[Collected data]

——

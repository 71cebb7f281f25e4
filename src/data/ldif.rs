// src/data/ldif.rs

//! LDIF entry comparison: value decoding, per-attribute grouping, and the
//! change-script ("diff") driver used by the `ldifdiff` binary.
//!
//! Base64-encoded values (`attr:: …`) are decoded for *comparison only*;
//! emitted change blocks carry the attribute lines as they appeared in the
//! input.

use crate::readers::ldifreader::{LdifEntry, LdifReader};

use std::collections::BTreeMap;
use std::io::{BufRead, Error, ErrorKind, Result, Write};

use ::base64::engine::general_purpose::STANDARD as BASE64_STANDARD;
use ::base64::Engine;
use ::lazy_static::lazy_static;
use ::regex::Regex;

// ━━━━━━━━━━━━━━━━━━━━━━━━━━━━━━━━━━━━━━━━━━━━━━━━━━━━━━━━━━━━━━━━━━━━━━━━━━━━━━━━━━━━━━━━━━━━━━━━━

lazy_static! {
    /// an attribute line, plain (`:`) or base64 (`::`) valued
    static ref KV_REGEX: Regex = Regex::new(
        r"^(?P<key>[A-Za-z][-.;0-9A-Za-z]*)::? *(?P<value>.*)"
    ).unwrap();
    /// an attribute line with a base64 (`::`) value
    static ref KV_B64_REGEX: Regex = Regex::new(
        r"^(?P<key>[A-Za-z][-.;0-9A-Za-z]*):: *(?P<value>.*)"
    ).unwrap();
}

/// Attribute lines grouped by attribute name. Each value is the
/// concatenation of that attribute's lines, each `\n`-terminated
/// (multi-valued attributes keep all their lines together).
pub type AttrLines = BTreeMap<String, String>;

/// Decode an entry's base64 values and sort its lines, producing the
/// canonical form used for equality comparison.
pub fn entry_decode(text: &str) -> Result<String> {
    let mut decoded: Vec<String> = Vec::new();
    for kv in text.split('\n') {
        match KV_B64_REGEX.captures(kv) {
            Some(captures) => {
                let value: Vec<u8> = BASE64_STANDARD
                    .decode(&captures["value"])
                    .map_err(|err| {
                        Error::new(
                            ErrorKind::InvalidData,
                            format!("Invalid base64 value in line {:?}: {}", kv, err),
                        )
                    })?;
                // TODO: support `\n` in a decoded value
                decoded.push(format!(
                    "{}: {}",
                    &captures["key"],
                    String::from_utf8_lossy(&value)
                ));
            }
            None => decoded.push(kv.to_string()),
        }
    }
    decoded.sort();

    Ok(decoded.join("\n"))
}

/// Group an entry's attribute lines by attribute name.
pub fn entry_attrs(text: &str) -> Result<AttrLines> {
    let mut attrs: AttrLines = AttrLines::new();
    if text.is_empty() {
        return Ok(attrs);
    }
    for kv in text.split('\n') {
        match KV_REGEX.captures(kv) {
            Some(captures) => {
                let entry = attrs
                    .entry(captures["key"].to_string())
                    .or_default();
                entry.push_str(kv);
                entry.push('\n');
            }
            None => {
                return Err(Error::new(
                    ErrorKind::InvalidData,
                    format!("Invalid line in entry: {}", kv),
                ));
            }
        }
    }

    Ok(attrs)
}

/// Build one `changetype: modify` block for an entry present in both files
/// with differing decoded forms: per-attribute `delete`, `replace`, and
/// `add` directives.
pub fn modify_block(
    old_text: &str,
    new_text: &str,
    old_decoded: &str,
    new_decoded: &str,
    dn: &str,
) -> Result<String> {
    let old_attrs: AttrLines = entry_attrs(old_text)
        .map_err(|err| Error::new(ErrorKind::InvalidData, format!("Invalid data in old entry: {}: {}", dn, err)))?;
    let old_attrs_decoded: AttrLines = entry_attrs(old_decoded)
        .map_err(|err| Error::new(ErrorKind::InvalidData, format!("Invalid data in old decoded entry: {}: {}", dn, err)))?;
    let mut new_attrs: AttrLines = entry_attrs(new_text)
        .map_err(|err| Error::new(ErrorKind::InvalidData, format!("Invalid data in new entry: {}: {}", dn, err)))?;
    let new_attrs_decoded: AttrLines = entry_attrs(new_decoded)
        .map_err(|err| Error::new(ErrorKind::InvalidData, format!("Invalid data in new decoded entry: {}: {}", dn, err)))?;

    let mut block: String = String::new();
    block.push_str(&format!("dn: {}\n", dn));
    block.push_str("changetype: modify\n");

    for key in old_attrs.keys() {
        if !new_attrs.contains_key(key) {
            block.push_str(&format!("delete: {}\n-\n", key));
            continue;
        }
        if old_attrs_decoded.get(key) != new_attrs_decoded.get(key) {
            block.push_str(&format!("replace: {}\n", key));
            block.push_str(&new_attrs[key]);
            block.push_str("-\n");
        }
        new_attrs.remove(key);
    }
    for (key, lines) in new_attrs.iter() {
        block.push_str(&format!("add: {}\n", key));
        block.push_str(lines);
        block.push_str("-\n");
    }
    block.push('\n');

    Ok(block)
}

// ━━━━━━━━━━━━━━━━━━━━━━━━━━━━━━━━━━━━━━━━━━━━━━━━━━━━━━━━━━━━━━━━━━━━━━━━━━━━━━━━━━━━━━━━━━━━━━━━━
// diff driver
// ━━━━━━━━━━━━━━━━━━━━━━━━━━━━━━━━━━━━━━━━━━━━━━━━━━━━━━━━━━━━━━━━━━━━━━━━━━━━━━━━━━━━━━━━━━━━━━━━━

/// One side's pending entries: content by DN, plus DN insertion order for
/// the leftover-ordering tie-break.
#[derive(Default)]
struct EntrySet {
    entries: BTreeMap<String, String>,
    decoded: BTreeMap<String, String>,
    order: Vec<String>,
}

impl EntrySet {
    fn insert(
        &mut self,
        entry: LdifEntry,
    ) {
        // a duplicate DN within one file keeps its first order position,
        // last content; it must not yield two change blocks
        if !self.entries.contains_key(&entry.dn) {
            self.order.push(entry.dn.clone());
        }
        self.decoded.remove(&entry.dn);
        self.entries.insert(entry.dn, entry.text);
    }

    fn decoded_of(
        &mut self,
        dn: &str,
    ) -> Result<String> {
        if let Some(decoded) = self.decoded.get(dn) {
            return Ok(decoded.clone());
        }
        let decoded: String = entry_decode(&self.entries[dn])?;
        self.decoded
            .insert(dn.to_string(), decoded.clone());

        Ok(decoded)
    }

    fn remove(
        &mut self,
        dn: &str,
    ) {
        self.entries.remove(dn);
        self.decoded.remove(dn);
    }

    /// DNs still pending, in input order.
    fn leftover_dns(&self) -> Vec<&String> {
        self.order
            .iter()
            .filter(|dn| self.entries.contains_key(*dn))
            .collect()
    }
}

/// Compare two LDIF files and write a change script: delete blocks for
/// entries only in the old file (by decreasing DN length), add blocks for
/// entries only in the new file (by increasing DN length), then modify
/// blocks for entries in both whose decoded forms differ.
///
/// The length ordering with input-order tie-break reproduces the change
/// scripts existing consumers expect; deletes must remove leaf entries
/// before their parents, adds the reverse.
pub fn ldif_diff<RO: BufRead, RN: BufRead, W: Write>(
    mut old_reader: LdifReader<RO>,
    mut new_reader: LdifReader<RN>,
    writer: &mut W,
) -> Result<()> {
    let mut old_set: EntrySet = EntrySet::default();
    let mut new_set: EntrySet = EntrySet::default();
    // modify blocks are buffered and printed after the delete/add blocks
    let mut modify_buf: String = String::new();

    loop {
        let old_entry: Option<LdifEntry> = old_reader.next_entry()?;
        let new_entry: Option<LdifEntry> = new_reader.next_entry()?;
        let mut seen_dns: Vec<String> = Vec::new();
        match (&old_entry, &new_entry) {
            (None, None) => break,
            _ => {}
        }
        if let Some(entry) = old_entry {
            seen_dns.push(entry.dn.clone());
            old_set.insert(entry);
        }
        if let Some(entry) = new_entry {
            seen_dns.push(entry.dn.clone());
            new_set.insert(entry);
        }

        // an entry present on both sides is resolved as soon as its
        // counterpart appears; both files in parallel, bounded memory for
        // same-ordered inputs
        for dn in seen_dns.iter() {
            if !old_set.entries.contains_key(dn) || !new_set.entries.contains_key(dn) {
                continue;
            }
            let old_decoded: String = old_set.decoded_of(dn)?;
            let new_decoded: String = new_set.decoded_of(dn)?;
            if old_decoded != new_decoded {
                modify_buf.push_str(&modify_block(
                    &old_set.entries[dn],
                    &new_set.entries[dn],
                    &old_decoded,
                    &new_decoded,
                    dn,
                )?);
            }
            old_set.remove(dn);
            new_set.remove(dn);
        }
    }

    // entries only in the old file: delete, longest DN first (leaves before
    // parents)
    let mut delete_dns: Vec<&String> = old_set.leftover_dns();
    delete_dns.sort_by(|a, b| b.len().cmp(&a.len()));
    for dn in delete_dns.into_iter() {
        writeln!(writer, "dn: {}", dn)?;
        writeln!(writer, "changetype: delete")?;
        writeln!(writer)?;
    }

    // entries only in the new file: add, shortest DN first (parents before
    // leaves)
    let mut add_dns: Vec<&String> = new_set.leftover_dns();
    add_dns.sort_by(|a, b| a.len().cmp(&b.len()));
    for dn in add_dns.into_iter() {
        writeln!(writer, "dn: {}", dn)?;
        writeln!(writer, "changetype: add")?;
        writeln!(writer, "{}", new_set.entries[dn])?;
        writeln!(writer)?;
    }

    writer.write_all(modify_buf.as_bytes())?;

    Ok(())
}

——

:: Problem details ::
Where the word "AttrLines" occurs in a line of the records, copy that line.

:: Result ::
pub type AttrLines = BTreeMap<String, String>;
pub fn entry_attrs(text: &str) -> Result<AttrLines> {
    let mut attrs: AttrLines = AttrLines::new();
    let old_attrs: AttrLines = entry_attrs(old_text)
    let old_attrs_decoded: AttrLines = entry_attrs(old_decoded)
    let mut new_attrs: AttrLines = entry_attrs(new_text)
    let new_attrs_decoded: AttrLines = entry_attrs(new_decoded)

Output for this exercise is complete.